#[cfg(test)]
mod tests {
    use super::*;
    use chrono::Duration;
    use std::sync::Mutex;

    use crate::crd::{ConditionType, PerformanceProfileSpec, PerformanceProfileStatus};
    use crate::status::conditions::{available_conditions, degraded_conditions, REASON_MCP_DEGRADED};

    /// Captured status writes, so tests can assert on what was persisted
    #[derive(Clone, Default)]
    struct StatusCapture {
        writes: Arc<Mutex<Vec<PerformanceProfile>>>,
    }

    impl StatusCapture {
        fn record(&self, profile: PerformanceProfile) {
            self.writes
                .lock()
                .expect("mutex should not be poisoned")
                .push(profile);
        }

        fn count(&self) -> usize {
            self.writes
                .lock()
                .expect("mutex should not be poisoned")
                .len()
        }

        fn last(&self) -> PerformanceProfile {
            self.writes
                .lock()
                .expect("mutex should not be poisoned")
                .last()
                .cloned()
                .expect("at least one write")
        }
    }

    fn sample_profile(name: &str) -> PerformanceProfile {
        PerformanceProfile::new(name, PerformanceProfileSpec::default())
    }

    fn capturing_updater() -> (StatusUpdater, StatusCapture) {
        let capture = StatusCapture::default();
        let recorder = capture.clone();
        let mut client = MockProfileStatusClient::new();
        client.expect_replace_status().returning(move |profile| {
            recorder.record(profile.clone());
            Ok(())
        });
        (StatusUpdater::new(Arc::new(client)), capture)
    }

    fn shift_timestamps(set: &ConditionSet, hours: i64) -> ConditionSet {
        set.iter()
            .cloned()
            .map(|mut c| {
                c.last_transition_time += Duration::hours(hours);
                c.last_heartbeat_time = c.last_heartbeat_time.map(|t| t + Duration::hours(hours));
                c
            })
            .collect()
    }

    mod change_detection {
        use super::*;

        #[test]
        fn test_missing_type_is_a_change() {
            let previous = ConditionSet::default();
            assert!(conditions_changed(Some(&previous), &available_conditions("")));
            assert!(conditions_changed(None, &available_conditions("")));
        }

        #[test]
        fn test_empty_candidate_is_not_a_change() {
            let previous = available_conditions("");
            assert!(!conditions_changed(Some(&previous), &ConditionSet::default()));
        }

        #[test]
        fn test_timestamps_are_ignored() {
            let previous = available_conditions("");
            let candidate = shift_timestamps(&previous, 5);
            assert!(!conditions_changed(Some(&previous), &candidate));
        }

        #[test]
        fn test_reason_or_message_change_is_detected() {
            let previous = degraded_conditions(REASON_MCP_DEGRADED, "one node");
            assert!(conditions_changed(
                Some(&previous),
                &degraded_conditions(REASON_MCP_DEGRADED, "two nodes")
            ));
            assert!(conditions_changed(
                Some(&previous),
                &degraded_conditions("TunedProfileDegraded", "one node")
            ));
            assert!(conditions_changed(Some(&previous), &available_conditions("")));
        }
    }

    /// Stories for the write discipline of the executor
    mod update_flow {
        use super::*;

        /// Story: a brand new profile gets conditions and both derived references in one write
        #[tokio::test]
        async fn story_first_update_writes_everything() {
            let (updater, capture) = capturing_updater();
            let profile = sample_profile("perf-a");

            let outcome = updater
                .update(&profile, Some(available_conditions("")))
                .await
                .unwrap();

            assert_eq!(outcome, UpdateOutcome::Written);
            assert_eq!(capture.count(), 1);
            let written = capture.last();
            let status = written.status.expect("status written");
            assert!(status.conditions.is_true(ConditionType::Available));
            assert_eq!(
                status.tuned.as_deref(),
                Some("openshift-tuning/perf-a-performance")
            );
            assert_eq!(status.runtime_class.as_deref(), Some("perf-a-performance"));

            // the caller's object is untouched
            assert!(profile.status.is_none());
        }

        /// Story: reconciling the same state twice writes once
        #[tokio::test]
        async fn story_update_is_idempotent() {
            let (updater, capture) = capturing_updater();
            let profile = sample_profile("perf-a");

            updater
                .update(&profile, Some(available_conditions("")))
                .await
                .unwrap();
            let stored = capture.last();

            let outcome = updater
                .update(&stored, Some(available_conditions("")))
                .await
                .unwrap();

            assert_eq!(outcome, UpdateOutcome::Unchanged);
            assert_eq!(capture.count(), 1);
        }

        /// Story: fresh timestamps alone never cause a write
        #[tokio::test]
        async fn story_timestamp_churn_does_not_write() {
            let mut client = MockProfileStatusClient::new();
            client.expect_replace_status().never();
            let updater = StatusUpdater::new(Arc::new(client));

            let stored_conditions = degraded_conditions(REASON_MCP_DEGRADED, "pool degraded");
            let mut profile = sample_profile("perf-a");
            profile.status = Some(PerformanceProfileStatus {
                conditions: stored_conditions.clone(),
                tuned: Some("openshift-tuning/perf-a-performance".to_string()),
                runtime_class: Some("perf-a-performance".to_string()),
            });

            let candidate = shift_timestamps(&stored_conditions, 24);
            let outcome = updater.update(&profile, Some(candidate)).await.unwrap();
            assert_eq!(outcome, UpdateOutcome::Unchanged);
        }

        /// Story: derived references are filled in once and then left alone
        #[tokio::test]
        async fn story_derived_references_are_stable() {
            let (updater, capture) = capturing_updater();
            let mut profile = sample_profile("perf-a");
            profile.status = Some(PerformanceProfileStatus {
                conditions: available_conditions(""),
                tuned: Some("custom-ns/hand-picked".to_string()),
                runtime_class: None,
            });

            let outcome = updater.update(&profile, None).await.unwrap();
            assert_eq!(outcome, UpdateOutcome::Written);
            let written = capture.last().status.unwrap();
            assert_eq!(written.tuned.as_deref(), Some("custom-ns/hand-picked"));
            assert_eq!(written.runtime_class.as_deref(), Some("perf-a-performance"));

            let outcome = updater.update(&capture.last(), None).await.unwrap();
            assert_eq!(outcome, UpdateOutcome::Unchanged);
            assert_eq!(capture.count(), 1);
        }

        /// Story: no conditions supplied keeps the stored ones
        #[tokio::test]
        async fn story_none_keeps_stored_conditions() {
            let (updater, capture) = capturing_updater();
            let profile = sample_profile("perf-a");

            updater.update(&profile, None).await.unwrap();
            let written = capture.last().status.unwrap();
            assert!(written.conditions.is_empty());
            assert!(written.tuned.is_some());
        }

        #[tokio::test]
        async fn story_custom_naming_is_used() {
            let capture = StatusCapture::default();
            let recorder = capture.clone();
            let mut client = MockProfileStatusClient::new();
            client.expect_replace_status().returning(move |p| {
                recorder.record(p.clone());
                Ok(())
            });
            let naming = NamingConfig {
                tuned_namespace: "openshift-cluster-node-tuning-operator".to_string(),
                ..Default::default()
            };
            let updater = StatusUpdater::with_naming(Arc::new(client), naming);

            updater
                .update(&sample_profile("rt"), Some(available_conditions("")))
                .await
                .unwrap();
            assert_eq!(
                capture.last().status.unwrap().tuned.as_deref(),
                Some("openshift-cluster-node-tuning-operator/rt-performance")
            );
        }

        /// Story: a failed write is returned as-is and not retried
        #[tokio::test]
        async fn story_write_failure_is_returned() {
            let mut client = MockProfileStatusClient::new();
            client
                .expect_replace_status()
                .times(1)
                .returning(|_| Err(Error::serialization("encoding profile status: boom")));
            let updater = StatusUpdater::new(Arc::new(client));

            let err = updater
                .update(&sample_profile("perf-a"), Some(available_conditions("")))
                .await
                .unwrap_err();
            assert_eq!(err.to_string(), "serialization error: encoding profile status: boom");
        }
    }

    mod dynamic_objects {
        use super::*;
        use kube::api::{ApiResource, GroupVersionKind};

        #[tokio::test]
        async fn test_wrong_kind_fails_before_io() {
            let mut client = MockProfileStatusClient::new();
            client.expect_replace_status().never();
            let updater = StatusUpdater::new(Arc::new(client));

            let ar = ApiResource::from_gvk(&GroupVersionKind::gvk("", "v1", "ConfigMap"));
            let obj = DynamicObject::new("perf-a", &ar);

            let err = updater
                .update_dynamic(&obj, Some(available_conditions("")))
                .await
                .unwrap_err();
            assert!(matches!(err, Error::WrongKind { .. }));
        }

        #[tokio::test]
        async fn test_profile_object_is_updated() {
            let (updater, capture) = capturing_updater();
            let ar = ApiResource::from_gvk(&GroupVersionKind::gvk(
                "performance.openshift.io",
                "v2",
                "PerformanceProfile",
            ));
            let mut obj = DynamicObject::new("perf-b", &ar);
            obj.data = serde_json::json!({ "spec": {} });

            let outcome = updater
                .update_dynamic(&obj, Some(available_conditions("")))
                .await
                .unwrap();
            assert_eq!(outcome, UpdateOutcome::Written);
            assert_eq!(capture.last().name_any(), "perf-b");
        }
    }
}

******

### WHAT THE TASK ASKS
Would you please copy all lines in the data that contain the word "recorder"?

### EXPECTED ANSWER
        let recorder = capture.clone();
            recorder.record(profile.clone());
            let recorder = capture.clone();
                recorder.record(p.clone());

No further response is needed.